▶ **Prompt**:
Pick out every line in the data below that holds "other".

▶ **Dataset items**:
== Segment start ==

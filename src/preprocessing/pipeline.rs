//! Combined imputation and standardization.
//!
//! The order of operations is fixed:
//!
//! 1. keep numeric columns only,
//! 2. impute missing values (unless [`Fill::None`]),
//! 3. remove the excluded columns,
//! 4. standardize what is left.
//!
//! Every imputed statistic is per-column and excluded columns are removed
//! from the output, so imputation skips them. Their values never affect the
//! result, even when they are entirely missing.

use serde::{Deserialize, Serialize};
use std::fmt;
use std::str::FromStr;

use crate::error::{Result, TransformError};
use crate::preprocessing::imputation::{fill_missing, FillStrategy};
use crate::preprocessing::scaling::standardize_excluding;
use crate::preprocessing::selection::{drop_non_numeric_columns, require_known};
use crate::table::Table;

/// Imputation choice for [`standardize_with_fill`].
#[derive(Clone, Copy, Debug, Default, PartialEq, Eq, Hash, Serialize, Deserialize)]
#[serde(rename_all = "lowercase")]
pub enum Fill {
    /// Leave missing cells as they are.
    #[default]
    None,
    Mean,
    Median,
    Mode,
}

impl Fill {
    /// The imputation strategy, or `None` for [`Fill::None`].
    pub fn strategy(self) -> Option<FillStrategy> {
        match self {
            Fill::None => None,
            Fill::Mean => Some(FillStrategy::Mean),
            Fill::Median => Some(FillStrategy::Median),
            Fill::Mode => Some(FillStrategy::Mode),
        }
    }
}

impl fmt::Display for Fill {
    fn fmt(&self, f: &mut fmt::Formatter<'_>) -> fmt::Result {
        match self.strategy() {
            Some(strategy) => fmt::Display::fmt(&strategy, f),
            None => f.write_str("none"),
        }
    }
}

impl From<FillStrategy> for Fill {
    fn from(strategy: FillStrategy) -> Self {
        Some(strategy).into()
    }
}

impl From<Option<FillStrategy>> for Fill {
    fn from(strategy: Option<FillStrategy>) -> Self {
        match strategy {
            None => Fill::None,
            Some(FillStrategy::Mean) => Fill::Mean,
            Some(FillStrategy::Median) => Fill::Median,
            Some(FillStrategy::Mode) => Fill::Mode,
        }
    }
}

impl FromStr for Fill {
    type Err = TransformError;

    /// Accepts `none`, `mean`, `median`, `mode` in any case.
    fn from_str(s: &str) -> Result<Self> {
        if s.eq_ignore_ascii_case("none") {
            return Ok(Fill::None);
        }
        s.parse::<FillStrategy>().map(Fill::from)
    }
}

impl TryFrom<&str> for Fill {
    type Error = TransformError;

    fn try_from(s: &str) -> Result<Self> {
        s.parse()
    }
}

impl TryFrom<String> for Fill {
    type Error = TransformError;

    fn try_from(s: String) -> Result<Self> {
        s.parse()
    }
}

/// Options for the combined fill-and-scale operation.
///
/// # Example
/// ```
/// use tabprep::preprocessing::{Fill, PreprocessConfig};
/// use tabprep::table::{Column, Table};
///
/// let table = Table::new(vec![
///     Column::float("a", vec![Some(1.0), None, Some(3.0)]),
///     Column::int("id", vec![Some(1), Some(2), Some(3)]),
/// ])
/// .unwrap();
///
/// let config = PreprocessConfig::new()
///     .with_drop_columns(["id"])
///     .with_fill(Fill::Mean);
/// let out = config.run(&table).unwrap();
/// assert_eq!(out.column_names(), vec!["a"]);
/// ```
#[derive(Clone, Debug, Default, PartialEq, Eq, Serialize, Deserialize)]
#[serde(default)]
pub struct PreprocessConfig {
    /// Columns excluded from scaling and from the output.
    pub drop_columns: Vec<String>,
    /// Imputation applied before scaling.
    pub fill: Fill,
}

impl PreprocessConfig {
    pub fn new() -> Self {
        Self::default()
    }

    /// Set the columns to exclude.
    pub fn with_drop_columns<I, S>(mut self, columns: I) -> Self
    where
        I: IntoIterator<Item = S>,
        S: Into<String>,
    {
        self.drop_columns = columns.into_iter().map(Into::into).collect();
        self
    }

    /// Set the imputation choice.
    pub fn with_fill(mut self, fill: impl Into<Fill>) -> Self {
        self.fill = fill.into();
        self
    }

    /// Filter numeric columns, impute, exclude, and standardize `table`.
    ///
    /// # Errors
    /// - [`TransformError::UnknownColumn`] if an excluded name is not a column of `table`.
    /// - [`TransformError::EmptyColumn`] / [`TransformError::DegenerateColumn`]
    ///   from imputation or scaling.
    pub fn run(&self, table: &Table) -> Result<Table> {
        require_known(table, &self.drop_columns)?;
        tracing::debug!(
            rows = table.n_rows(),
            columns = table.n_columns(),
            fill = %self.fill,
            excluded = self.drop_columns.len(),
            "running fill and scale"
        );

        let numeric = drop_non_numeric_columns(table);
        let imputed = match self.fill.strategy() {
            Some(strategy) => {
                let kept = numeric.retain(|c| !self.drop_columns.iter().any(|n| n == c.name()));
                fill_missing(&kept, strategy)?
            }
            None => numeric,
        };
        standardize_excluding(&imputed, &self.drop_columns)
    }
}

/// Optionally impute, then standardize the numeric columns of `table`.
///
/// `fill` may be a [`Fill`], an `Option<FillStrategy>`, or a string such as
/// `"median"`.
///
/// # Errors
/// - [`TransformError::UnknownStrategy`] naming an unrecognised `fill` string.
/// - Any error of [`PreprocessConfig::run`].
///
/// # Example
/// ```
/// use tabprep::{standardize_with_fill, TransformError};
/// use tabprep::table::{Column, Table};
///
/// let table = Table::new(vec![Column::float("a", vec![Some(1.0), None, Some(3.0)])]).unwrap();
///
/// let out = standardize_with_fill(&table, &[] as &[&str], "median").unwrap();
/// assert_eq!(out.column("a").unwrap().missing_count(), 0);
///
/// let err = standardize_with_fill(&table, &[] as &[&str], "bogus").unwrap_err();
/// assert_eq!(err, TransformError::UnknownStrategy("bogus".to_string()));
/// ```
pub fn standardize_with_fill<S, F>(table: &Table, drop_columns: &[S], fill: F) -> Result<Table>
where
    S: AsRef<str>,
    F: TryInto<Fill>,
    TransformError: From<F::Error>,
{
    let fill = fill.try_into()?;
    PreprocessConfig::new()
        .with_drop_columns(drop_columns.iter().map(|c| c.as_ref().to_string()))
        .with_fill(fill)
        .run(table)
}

== Segment end ==
== Segment start ==

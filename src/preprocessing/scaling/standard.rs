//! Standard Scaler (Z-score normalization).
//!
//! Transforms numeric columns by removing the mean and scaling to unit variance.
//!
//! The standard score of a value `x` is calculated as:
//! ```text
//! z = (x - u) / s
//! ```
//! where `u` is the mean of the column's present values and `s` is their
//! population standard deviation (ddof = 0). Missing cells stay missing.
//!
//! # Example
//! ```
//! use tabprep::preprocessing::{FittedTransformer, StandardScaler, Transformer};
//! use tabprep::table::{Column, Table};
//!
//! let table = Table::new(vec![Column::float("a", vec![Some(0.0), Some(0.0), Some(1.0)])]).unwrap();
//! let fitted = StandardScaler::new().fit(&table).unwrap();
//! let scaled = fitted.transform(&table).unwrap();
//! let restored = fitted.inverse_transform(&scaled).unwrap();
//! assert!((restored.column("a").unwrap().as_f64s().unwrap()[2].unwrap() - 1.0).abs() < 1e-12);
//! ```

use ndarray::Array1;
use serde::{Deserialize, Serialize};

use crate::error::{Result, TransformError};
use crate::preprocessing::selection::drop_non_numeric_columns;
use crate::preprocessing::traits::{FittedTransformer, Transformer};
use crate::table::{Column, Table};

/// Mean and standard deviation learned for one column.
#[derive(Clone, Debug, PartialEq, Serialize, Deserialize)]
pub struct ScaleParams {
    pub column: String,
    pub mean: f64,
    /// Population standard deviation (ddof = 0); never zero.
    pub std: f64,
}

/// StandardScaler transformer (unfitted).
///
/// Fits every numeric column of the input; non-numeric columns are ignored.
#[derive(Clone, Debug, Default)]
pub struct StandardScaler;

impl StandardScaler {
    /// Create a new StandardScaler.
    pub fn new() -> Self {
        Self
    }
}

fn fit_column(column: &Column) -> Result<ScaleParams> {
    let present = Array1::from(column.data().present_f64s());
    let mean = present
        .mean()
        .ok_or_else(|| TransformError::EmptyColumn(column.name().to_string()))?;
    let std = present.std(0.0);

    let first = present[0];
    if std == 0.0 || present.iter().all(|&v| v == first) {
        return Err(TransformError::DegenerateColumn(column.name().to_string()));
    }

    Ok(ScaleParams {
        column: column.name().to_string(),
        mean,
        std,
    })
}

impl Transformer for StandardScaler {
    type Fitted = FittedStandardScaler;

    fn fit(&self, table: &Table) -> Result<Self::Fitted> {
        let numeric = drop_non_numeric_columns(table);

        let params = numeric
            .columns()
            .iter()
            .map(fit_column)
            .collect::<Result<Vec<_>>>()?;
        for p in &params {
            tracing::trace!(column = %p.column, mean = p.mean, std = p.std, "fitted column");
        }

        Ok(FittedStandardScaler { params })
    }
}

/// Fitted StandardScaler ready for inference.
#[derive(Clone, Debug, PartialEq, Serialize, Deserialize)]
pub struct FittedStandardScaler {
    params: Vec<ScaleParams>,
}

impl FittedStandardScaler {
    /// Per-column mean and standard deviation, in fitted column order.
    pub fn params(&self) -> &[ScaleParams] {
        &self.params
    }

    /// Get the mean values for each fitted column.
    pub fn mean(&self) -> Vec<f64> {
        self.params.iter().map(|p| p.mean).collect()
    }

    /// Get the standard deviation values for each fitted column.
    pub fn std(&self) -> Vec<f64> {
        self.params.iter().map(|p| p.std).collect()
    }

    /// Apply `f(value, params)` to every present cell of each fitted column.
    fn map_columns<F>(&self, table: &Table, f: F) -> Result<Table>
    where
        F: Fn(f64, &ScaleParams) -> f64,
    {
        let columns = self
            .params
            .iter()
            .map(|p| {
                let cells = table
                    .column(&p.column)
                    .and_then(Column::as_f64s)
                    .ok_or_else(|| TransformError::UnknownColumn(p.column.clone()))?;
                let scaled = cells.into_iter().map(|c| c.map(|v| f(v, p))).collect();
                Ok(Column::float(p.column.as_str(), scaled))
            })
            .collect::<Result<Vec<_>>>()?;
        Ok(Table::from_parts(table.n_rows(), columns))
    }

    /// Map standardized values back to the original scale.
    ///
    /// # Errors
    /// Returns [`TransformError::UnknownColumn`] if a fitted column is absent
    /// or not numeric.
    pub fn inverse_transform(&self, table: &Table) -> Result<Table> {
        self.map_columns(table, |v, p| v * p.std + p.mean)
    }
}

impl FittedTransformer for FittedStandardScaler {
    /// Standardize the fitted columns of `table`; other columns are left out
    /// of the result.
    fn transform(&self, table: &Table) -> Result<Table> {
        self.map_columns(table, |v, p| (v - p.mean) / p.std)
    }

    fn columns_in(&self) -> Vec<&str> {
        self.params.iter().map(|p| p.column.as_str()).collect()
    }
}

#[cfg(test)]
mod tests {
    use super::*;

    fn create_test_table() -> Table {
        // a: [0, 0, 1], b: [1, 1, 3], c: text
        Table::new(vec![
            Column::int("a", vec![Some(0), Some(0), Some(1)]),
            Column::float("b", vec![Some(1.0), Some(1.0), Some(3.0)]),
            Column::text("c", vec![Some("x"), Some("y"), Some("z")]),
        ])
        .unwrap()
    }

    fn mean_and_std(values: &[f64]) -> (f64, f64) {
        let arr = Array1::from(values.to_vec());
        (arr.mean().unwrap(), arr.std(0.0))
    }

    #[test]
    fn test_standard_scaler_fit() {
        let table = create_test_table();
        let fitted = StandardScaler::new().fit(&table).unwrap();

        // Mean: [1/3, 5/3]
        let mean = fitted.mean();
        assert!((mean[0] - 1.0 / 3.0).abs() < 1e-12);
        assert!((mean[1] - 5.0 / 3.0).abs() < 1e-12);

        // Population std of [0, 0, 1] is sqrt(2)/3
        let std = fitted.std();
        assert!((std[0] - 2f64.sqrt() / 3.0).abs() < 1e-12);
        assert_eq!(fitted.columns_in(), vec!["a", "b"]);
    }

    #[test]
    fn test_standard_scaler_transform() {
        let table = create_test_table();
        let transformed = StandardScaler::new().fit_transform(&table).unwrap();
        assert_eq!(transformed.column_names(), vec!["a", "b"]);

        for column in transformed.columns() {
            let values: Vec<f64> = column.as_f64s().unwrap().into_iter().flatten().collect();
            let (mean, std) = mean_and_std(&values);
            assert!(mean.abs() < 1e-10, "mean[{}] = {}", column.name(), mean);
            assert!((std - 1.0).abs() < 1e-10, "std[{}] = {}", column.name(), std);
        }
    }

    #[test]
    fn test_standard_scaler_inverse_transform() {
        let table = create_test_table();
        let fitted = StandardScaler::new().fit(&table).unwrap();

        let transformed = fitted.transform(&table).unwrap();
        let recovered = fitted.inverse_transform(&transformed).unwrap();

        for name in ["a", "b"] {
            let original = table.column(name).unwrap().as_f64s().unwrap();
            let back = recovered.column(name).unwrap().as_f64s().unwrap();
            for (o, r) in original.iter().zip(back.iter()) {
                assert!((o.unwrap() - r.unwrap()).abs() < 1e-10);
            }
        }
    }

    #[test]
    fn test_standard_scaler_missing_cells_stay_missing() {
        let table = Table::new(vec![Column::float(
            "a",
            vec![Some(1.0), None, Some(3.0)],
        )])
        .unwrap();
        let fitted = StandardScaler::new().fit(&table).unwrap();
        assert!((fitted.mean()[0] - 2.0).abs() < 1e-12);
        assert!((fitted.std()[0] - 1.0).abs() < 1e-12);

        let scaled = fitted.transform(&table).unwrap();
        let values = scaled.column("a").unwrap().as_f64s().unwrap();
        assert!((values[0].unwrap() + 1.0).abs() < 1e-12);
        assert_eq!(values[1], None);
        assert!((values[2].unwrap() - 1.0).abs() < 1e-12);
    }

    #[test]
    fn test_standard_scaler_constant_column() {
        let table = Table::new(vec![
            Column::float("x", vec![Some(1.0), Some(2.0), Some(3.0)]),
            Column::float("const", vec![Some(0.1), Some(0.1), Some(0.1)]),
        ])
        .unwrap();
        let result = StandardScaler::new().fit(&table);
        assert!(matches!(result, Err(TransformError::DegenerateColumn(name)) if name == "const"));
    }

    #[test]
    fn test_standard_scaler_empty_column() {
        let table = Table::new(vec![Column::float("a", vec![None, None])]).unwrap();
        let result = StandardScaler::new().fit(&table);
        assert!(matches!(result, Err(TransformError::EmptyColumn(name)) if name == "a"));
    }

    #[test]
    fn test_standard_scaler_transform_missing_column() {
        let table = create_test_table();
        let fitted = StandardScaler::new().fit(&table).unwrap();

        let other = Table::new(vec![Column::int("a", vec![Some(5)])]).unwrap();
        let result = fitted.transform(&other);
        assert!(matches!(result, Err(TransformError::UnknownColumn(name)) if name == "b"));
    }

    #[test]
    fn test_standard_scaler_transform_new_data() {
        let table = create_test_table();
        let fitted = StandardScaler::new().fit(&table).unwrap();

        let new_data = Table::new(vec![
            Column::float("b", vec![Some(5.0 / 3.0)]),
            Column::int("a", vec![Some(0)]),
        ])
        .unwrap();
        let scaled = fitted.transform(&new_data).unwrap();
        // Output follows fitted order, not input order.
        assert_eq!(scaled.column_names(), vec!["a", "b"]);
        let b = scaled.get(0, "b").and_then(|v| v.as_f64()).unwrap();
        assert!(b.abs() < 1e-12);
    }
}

== Segment end ==
== Segment start ==

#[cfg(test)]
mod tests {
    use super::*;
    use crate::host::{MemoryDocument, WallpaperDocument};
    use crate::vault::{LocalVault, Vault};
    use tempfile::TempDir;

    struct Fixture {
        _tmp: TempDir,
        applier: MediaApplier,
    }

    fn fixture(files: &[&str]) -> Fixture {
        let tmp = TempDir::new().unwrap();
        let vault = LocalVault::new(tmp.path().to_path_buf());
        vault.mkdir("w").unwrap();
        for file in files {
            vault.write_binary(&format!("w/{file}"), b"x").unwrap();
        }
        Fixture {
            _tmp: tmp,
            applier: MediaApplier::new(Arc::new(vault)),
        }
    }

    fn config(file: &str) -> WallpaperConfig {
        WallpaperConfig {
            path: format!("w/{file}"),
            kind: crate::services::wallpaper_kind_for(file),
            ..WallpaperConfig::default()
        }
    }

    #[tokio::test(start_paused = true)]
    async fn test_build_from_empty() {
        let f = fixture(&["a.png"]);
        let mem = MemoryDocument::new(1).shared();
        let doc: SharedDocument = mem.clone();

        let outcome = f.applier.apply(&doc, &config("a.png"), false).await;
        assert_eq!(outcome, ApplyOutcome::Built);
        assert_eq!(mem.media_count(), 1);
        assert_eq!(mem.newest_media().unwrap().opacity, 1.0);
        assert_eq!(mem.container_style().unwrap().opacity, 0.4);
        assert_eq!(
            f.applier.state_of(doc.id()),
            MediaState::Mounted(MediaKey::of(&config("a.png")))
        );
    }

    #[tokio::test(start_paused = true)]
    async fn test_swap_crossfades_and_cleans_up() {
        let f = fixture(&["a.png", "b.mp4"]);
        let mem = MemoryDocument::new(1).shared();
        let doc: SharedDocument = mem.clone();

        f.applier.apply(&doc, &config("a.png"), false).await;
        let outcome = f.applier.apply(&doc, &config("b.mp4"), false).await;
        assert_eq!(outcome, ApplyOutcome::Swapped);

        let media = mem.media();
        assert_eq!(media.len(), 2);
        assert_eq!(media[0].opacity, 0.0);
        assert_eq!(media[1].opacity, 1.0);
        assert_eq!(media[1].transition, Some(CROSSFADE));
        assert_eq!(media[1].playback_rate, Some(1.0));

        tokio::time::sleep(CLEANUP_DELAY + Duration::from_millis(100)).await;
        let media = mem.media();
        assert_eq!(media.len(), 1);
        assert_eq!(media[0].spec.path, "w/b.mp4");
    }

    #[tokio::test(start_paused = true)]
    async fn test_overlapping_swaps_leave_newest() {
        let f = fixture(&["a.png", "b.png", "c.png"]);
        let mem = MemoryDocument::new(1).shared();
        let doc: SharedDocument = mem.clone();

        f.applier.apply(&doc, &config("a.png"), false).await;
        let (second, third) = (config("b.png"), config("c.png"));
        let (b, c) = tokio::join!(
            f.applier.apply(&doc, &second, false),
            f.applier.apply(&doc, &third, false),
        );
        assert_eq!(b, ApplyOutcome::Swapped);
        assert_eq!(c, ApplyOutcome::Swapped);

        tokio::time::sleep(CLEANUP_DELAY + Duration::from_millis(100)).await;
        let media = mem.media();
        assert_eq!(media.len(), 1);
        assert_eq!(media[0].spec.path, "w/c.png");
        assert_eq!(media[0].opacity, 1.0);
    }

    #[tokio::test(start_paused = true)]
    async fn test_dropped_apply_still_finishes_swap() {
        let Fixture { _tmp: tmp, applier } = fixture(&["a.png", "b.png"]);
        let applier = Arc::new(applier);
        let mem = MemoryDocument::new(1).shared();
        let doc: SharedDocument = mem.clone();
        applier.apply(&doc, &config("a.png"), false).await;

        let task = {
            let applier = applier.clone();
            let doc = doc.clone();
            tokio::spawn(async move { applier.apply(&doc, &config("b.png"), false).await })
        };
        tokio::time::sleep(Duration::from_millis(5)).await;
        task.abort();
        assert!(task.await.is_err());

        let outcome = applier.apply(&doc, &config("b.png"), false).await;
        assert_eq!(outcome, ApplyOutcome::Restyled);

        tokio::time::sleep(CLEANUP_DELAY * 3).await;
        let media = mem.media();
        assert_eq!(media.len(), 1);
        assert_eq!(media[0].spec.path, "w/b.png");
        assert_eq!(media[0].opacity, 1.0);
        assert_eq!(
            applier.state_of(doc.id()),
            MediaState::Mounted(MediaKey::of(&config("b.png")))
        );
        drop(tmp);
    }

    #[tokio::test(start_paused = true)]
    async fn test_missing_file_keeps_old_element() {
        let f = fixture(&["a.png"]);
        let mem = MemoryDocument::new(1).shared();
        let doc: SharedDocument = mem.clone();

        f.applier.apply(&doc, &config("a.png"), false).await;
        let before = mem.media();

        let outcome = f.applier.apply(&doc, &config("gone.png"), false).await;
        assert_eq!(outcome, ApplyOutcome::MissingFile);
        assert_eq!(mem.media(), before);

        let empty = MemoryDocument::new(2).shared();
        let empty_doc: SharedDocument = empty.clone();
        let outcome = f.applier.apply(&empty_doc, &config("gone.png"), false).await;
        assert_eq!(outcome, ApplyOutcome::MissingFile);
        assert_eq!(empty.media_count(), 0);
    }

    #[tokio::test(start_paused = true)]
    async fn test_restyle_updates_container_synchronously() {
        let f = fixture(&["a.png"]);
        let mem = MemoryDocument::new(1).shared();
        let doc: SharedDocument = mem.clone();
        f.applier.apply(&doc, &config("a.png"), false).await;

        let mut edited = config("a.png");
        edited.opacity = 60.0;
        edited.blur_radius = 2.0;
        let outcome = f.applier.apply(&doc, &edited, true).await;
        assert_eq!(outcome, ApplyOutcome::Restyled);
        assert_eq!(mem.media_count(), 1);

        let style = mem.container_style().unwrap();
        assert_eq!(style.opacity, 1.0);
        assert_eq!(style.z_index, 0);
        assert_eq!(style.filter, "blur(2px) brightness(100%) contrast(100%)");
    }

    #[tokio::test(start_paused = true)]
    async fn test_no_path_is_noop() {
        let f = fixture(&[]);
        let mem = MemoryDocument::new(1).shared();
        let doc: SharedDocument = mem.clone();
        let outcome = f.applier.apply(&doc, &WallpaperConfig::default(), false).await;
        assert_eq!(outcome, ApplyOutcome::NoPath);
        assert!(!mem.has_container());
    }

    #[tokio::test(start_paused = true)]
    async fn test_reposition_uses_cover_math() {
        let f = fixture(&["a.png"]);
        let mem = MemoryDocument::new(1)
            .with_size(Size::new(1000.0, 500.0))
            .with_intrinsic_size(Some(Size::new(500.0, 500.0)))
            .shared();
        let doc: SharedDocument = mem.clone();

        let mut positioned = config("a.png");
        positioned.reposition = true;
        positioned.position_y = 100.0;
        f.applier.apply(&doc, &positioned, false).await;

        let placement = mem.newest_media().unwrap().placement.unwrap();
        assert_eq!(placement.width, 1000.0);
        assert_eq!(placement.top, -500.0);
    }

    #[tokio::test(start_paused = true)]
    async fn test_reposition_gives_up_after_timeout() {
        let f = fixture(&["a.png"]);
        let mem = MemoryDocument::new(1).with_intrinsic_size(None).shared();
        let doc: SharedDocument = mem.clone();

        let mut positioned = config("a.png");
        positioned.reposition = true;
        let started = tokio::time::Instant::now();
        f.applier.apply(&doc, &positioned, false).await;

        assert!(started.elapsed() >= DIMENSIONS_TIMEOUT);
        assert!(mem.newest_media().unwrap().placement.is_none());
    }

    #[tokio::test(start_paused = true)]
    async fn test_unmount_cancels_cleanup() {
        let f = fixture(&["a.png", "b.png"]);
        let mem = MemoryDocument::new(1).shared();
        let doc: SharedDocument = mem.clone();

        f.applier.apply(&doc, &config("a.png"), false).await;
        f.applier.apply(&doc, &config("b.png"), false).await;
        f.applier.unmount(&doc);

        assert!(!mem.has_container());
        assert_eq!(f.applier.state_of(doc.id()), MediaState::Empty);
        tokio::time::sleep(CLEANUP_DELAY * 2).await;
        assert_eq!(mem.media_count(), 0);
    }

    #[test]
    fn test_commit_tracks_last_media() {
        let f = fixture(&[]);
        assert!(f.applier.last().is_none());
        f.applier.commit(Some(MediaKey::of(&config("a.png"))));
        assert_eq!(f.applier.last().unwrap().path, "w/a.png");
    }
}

== Segment end ==

▶ **Worked solution**:
    /// Standardize the fitted columns of `table`; other columns are left out
        let other = Table::new(vec![Column::int("a", vec![Some(5)])]).unwrap();
        let result = fitted.transform(&other);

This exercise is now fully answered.